Освобождение крепостных в 1861 году произошло почти в то же время, что и отмена рабства в Соединенных Штатах, но более мирно. В России было намного больше крепостных, чем в Америке рабов, и отмена крепостного права перестроила жизнь и труд миллионов людей (Kolchin 1987). Поскольку крепостные были собственностью, государственная программа изъятия этой собственности воспринималась как антилиберальная, даже революционная. Освобождая крестьян без согласия их хозяев, государство гарантировало землевладельцам компенсацию, которую крестьяне должны были потом вернуть государству.
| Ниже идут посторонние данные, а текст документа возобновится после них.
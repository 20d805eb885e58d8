use appliance_agent::agent::run_agent;
use appliance_agent::config::{AgentConfig, DEFAULT_LISTEN_ADDRESS};
use clap::Parser;
use std::process::ExitCode;

/// Virtual appliance agent: answers ApplianceAgent.Ping calls.
#[derive(Parser, Debug)]
#[command(version, about, long_about = None)]
struct Args {
    /// Address to listen on
    #[arg(short, long, default_value = DEFAULT_LISTEN_ADDRESS)]
    listen: String,
}

#[tokio::main]
async fn main() -> ExitCode {
    appliance_agent::init_tracing();
    let args = Args::parse();
    let config = AgentConfig {
        listen_address: args.listen,
    };
    match run_agent(&config).await {
        Ok(()) => ExitCode::SUCCESS,
        Err(e) => {
            tracing::error!("{}", e);
            ExitCode::FAILURE
        }
    }
}
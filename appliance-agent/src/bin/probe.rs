use appliance_agent::config::{DEFAULT_AGENT_ADDRESS, DEFAULT_PING_MESSAGE, ProbeConfig};
use appliance_agent::probe::probe;
use clap::Parser;
use std::process::ExitCode;
use std::time::Duration;

/// Sends one ping to an appliance agent and prints the reply.
#[derive(Parser, Debug)]
#[command(version, about, long_about = None)]
struct Args {
    /// Message to send
    #[arg(default_value = DEFAULT_PING_MESSAGE)]
    message: String,

    /// Agent address (host:port)
    #[arg(short, long, default_value = DEFAULT_AGENT_ADDRESS)]
    address: String,

    /// How long to wait for the connection and the reply, in milliseconds
    #[arg(short, long, default_value_t = 1000)]
    timeout_ms: u64,
}

#[tokio::main]
async fn main() -> ExitCode {
    appliance_agent::init_tracing();
    let args = Args::parse();
    let config = ProbeConfig {
        address: args.address,
        message: args.message,
        timeout: Duration::from_millis(args.timeout_ms),
    };
    match probe(&config).await {
        Ok(response) => {
            println!("Pinging: {}", response.message);
            ExitCode::SUCCESS
        }
        Err(e) => {
            tracing::error!("Could not ping: {}", e);
            ExitCode::FAILURE
        }
    }
}
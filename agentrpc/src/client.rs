use std::collections::HashMap;
use std::sync::Arc;
use std::time::Duration;

use crate::AddressRequiredSnafu;
use crate::ConnectFailedSnafu;
use crate::ConnectTimedOutSnafu;
use crate::DeadlineExceededSnafu;
use crate::Error;
use crate::PROTOCOL_VERSION;
use crate::RPCEnvelope;
use crate::RPCStatus;
use crate::RecvFailedSnafu;
use crate::Result;
use crate::StatusCode;
use crate::WriteFrameSnafu;
use crate::encode_frame;
use crate::read_frame;
use crate::write_raw_frame;
use snafu::prelude::*;
use tokio::io::{AsyncWriteExt, ReadHalf, WriteHalf};
use tokio::net::TcpStream;
use tokio::sync::Mutex;
use tokio::sync::{mpsc, oneshot};
use tokio::task::JoinHandle;

const OUTBOUND_QUEUE_LEN: usize = 64;
const CONNECTION_CLOSED: &str = "connection closed";

type CallOutcome = std::result::Result<Vec<u8>, RPCStatus>;
type PendingRequestsMap = Arc<Mutex<PendingRequests>>;

#[derive(Default)]
struct PendingRequests {
    calls: HashMap<u64, oneshot::Sender<CallOutcome>>,
    closed: bool,
}

impl PendingRequests {
    /// Refuses new calls and fails every call still waiting for a reply.
    fn close(&mut self, reason: &str) {
        self.closed = true;
        if !self.calls.is_empty() {
            tracing::info!("Cleaning up {} pending requests", self.calls.len());
        }
        for (_, tx) in self.calls.drain() {
            let _ = tx.send(Err(RPCStatus::new(StatusCode::Unavailable, reason)));
        }
    }
}

enum Outbound {
    Frame(Vec<u8>),
    Shutdown(oneshot::Sender<Result<()>>),
}

/// A connection to one RPC server.
///
/// Calls are multiplexed over the connection and matched to responses by
/// sequence number. Frames are written by a dedicated task, so a call whose
/// deadline passes never leaves half a frame on the wire. Dropping the client
/// stops both connection tasks and closes the socket.
pub struct RPCClient {
    address: String,
    outbound: mpsc::Sender<Outbound>,
    pub(crate) next_sequence_number: Mutex<u64>,
    pending_requests: PendingRequestsMap,
    timeout: Option<Duration>,
    reader: JoinHandle<()>,
    writer: JoinHandle<()>,
}

#[derive(Default)]
pub struct RPCClientBuilder {
    address: Option<String>,
    timeout: Option<Duration>,
}

impl RPCClientBuilder {
    pub fn new() -> Self {
        Self::default()
    }

    pub fn address(mut self, address: String) -> Self {
        self.address = Some(address);
        self
    }

    /// Bounds connection establishment and every call made through the client.
    pub fn timeout(mut self, timeout: Duration) -> Self {
        self.timeout = Some(timeout);
        self
    }

    pub async fn build(self) -> Result<Arc<RPCClient>> {
        let address = self.address.context(AddressRequiredSnafu)?;
        tracing::info!("Attempting to connect to server at {}", address);
        let connect = TcpStream::connect(address.as_str());
        let stream = match self.timeout {
            Some(timeout) => tokio::time::timeout(timeout, connect)
                .await
                .context(ConnectTimedOutSnafu {
                    address: address.as_str(),
                    timeout,
                })?,
            None => connect.await,
        }
        .context(ConnectFailedSnafu {
            address: address.as_str(),
        })?;
        if let Err(e) = stream.set_nodelay(true) {
            tracing::warn!("Failed to set TCP_NODELAY for {}: {}", address, e);
        }
        tracing::info!("Successfully connected to server at {}", address);

        let (read_half, write_half) = tokio::io::split(stream);
        let pending_requests: PendingRequestsMap = Arc::default();
        let (outbound, outbound_rx) = mpsc::channel(OUTBOUND_QUEUE_LEN);
        let reader = tokio::spawn(read_loop(read_half, pending_requests.clone()));
        let writer = tokio::spawn(write_loop(
            write_half,
            outbound_rx,
            pending_requests.clone(),
        ));

        Ok(Arc::new(RPCClient {
            address,
            outbound,
            next_sequence_number: Mutex::new(1),
            pending_requests,
            timeout: self.timeout,
            reader,
            writer,
        }))
    }
}

impl RPCClient {
    pub fn address(&self) -> &str {
        &self.address
    }

    pub fn timeout(&self) -> Option<Duration> {
        self.timeout
    }

    /// Sends one request and waits for its response.
    ///
    /// Fails with an `Unavailable` status once the connection has ended.
    /// When the client has a timeout, only the wait is cut short; a frame that
    /// was already queued is still written in full.
    pub async fn call(&self, service: &str, method: &str, payload: Vec<u8>) -> Result<Vec<u8>> {
        let sequence_number = {
            let mut n = self.next_sequence_number.lock().await;
            let result = *n;
            *n += 1;
            result
        };
        tracing::info!(
            "Calling RPC: service={}, method={}, seq={}, payload_size={}",
            service,
            method,
            sequence_number,
            payload.len()
        );
        let frame = encode_frame(&RPCEnvelope {
            version: PROTOCOL_VERSION,
            sequence_number,
            service_name: service.to_string(),
            method_name: method.to_string(),
            status: None,
            payload,
        })?;

        let (tx, rx) = oneshot::channel::<CallOutcome>();
        {
            let mut pending = self.pending_requests.lock().await;
            if pending.closed {
                tracing::warn!("Call seq={} refused: {}", sequence_number, CONNECTION_CLOSED);
                return Err(Error::Status {
                    code: StatusCode::Unavailable,
                    message: CONNECTION_CLOSED.to_string(),
                });
            }
            pending.calls.insert(sequence_number, tx);
        }

        let exchange = async {
            if self.outbound.send(Outbound::Frame(frame)).await.is_err() {
                return Ok(Err(RPCStatus::new(
                    StatusCode::Unavailable,
                    CONNECTION_CLOSED,
                )));
            }
            tracing::info!("Request queued: seq={}", sequence_number);
            rx.await.context(RecvFailedSnafu)
        };
        let outcome = match self.timeout {
            Some(timeout) => tokio::time::timeout(timeout, exchange)
                .await
                .context(DeadlineExceededSnafu {
                    sequence_number,
                    timeout,
                })
                .and_then(|outcome| outcome),
            None => exchange.await,
        };

        match outcome {
            Ok(Ok(result)) => {
                tracing::info!(
                    "Response received: seq={}, response_size={}",
                    sequence_number,
                    result.len()
                );
                Ok(result)
            }
            Ok(Err(status)) => {
                self.forget(sequence_number).await;
                Err(Error::Status {
                    code: status.code,
                    message: status.message,
                })
            }
            Err(e) => {
                self.forget(sequence_number).await;
                tracing::warn!("Call seq={} failed: {}", sequence_number, e);
                Err(e)
            }
        }
    }

    async fn forget(&self, sequence_number: u64) {
        self.pending_requests
            .lock()
            .await
            .calls
            .remove(&sequence_number);
    }

    /// Closes the sending side of the connection after every queued frame is
    /// written. Calls made afterwards fail with `Unavailable`.
    pub async fn shutdown(&self) -> Result<()> {
        tracing::debug!("Closing connection to {}", self.address);
        let (done_tx, done_rx) = oneshot::channel();
        if self.outbound.send(Outbound::Shutdown(done_tx)).await.is_err() {
            // The writer already stopped, so the sending side is gone.
            return Ok(());
        }
        done_rx.await.unwrap_or(Ok(()))
    }

    pub async fn pending_calls(&self) -> usize {
        self.pending_requests.lock().await.calls.len()
    }
}

impl Drop for RPCClient {
    fn drop(&mut self) {
        self.reader.abort();
        self.writer.abort();
    }
}

async fn write_loop(
    mut write_half: WriteHalf<TcpStream>,
    mut outbound: mpsc::Receiver<Outbound>,
    pending_requests: PendingRequestsMap,
) {
    while let Some(message) = outbound.recv().await {
        match message {
            Outbound::Frame(frame) => {
                if let Err(e) = write_raw_frame(&mut write_half, &frame).await {
                    tracing::info!("Write loop ending: {}", e);
                    pending_requests.lock().await.close(CONNECTION_CLOSED);
                    return;
                }
            }
            Outbound::Shutdown(done) => {
                pending_requests.lock().await.closed = true;
                let _ = done.send(write_half.shutdown().await.context(WriteFrameSnafu));
                return;
            }
        }
    }
}

async fn read_loop(mut read_half: ReadHalf<TcpStream>, pending_requests: PendingRequestsMap) {
    tracing::debug!("Starting client read loop");
    loop {
        let envelope = match read_frame(&mut read_half).await {
            Ok(Some(envelope)) => envelope,
            Ok(None) => {
                tracing::info!("Server closed the connection");
                break;
            }
            Err(e) => {
                tracing::info!("Read loop ending: {}", e);
                break;
            }
        };
        let sequence_number = envelope.sequence_number;
        tracing::debug!(
            "Received response frame: seq={}, service={}, method={}",
            sequence_number,
            envelope.service_name,
            envelope.method_name
        );
        let tx = pending_requests.lock().await.calls.remove(&sequence_number);
        match tx {
            Some(tx) => {
                let outcome = match envelope.status {
                    Some(status) if status.code != StatusCode::Ok => Err(status),
                    _ => Ok(envelope.payload),
                };
                // The caller may already have given up on this call.
                let _ = tx.send(outcome);
            }
            None => tracing::info!("No pending request found for seq={}", sequence_number),
        }
    }

    pending_requests.lock().await.close(CONNECTION_CLOSED);
}
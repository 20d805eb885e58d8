use crate::config::ProbeConfig;
use crate::{
    ApplianceAgentClient, ConnectSnafu, EmptyAddressSnafu, PingRequest, PingResponse, PingSnafu,
    Result,
};
use snafu::prelude::*;

/// Pings one agent and returns its reply.
///
/// The connect and the call are each bounded by `config.timeout`. The
/// connection is released before returning, on success and on failure.
/// Nothing is retried.
pub async fn probe(config: &ProbeConfig) -> Result<PingResponse> {
    ensure!(!config.address.trim().is_empty(), EmptyAddressSnafu);
    let address = config.address.as_str();

    tracing::debug!("Dialing {} with a {:?} deadline", address, config.timeout);
    let client = ApplianceAgentClient::connect(address.to_string(), config.timeout)
        .await
        .context(ConnectSnafu { address })?;

    let response = client
        .ping(PingRequest {
            message: config.message.clone(),
        })
        .await
        .context(PingSnafu { address })?;

    if let Err(e) = client.close().await {
        tracing::debug!("Closing connection to {}: {}", address, e);
    }
    Ok(response)
}
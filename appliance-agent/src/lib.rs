//! Virtual appliance agent.
//!
//! The agent answers a single `ApplianceAgent.Ping` call with `"Pong " + message`.
//! The probe dials an agent, issues one ping under a deadline and reports the
//! answer. Both sides share the wire types generated from
//! `schema/appliance_agent.yaml` and the defaults in [`config`].

use snafu::Snafu;

pub mod agent;
pub mod config;
pub mod probe;

agentrpc::rpc_gen!("schema/appliance_agent.yaml", module = "appliance_agent");

pub use self::appliance_agent::{
    ApplianceAgentClient, ApplianceAgentServer, ApplianceAgentService, PingRequest, PingResponse,
};

#[derive(Debug, Snafu)]
#[snafu(visibility(pub(crate)))]
pub enum Error {
    #[snafu(display("Agent failed to serve on {}: {}", address, source))]
    Serve {
        address: String,
        source: agentrpc::Error,
    },

    #[snafu(display("Agent address must not be empty"))]
    EmptyAddress,

    #[snafu(display("Could not connect to agent at {}: {}", address, source))]
    Connect {
        address: String,
        source: agentrpc::Error,
    },

    #[snafu(display("Could not ping agent at {}: {}", address, source))]
    Ping {
        address: String,
        source: agentrpc::Error,
    },
}

pub type Result<T, E = Error> = std::result::Result<T, E>;

/// Installs the `tracing` subscriber used by both binaries.
///
/// `RUST_LOG` overrides the default `info` level.
pub fn init_tracing() {
    let filter = tracing_subscriber::EnvFilter::try_from_default_env()
        .unwrap_or_else(|_| tracing_subscriber::EnvFilter::new("info"));
    tracing_subscriber::fmt()
        .with_env_filter(filter)
        .with_writer(std::io::stderr)
        .init();
}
Таким образом, дворянство субсидировалось и после освобождения крепостных, но при этом оно осталось без своей роли. Около 1857 года правительство еще обсуждало, не стоит ли наделить землевладельцев полицейскими функциями, превращая помещиков в шерифов (Салтыков-Щедрин 1936: 5/73). Реформаторы пошли по другому пути, создав механизм местного самоуправления, который возглавляли выборные дворяне, но сохранив государственную иерархию управления, чиновничью и полицейскую. В итоге почти все – крестьяне, дворяне, чиновники и интеллектуалы – остались недовольны условиями освободительной реформы. И все же ей удалось предотвратить крупные вспышки насилия, которых не избежала в подобной ситуации Америка.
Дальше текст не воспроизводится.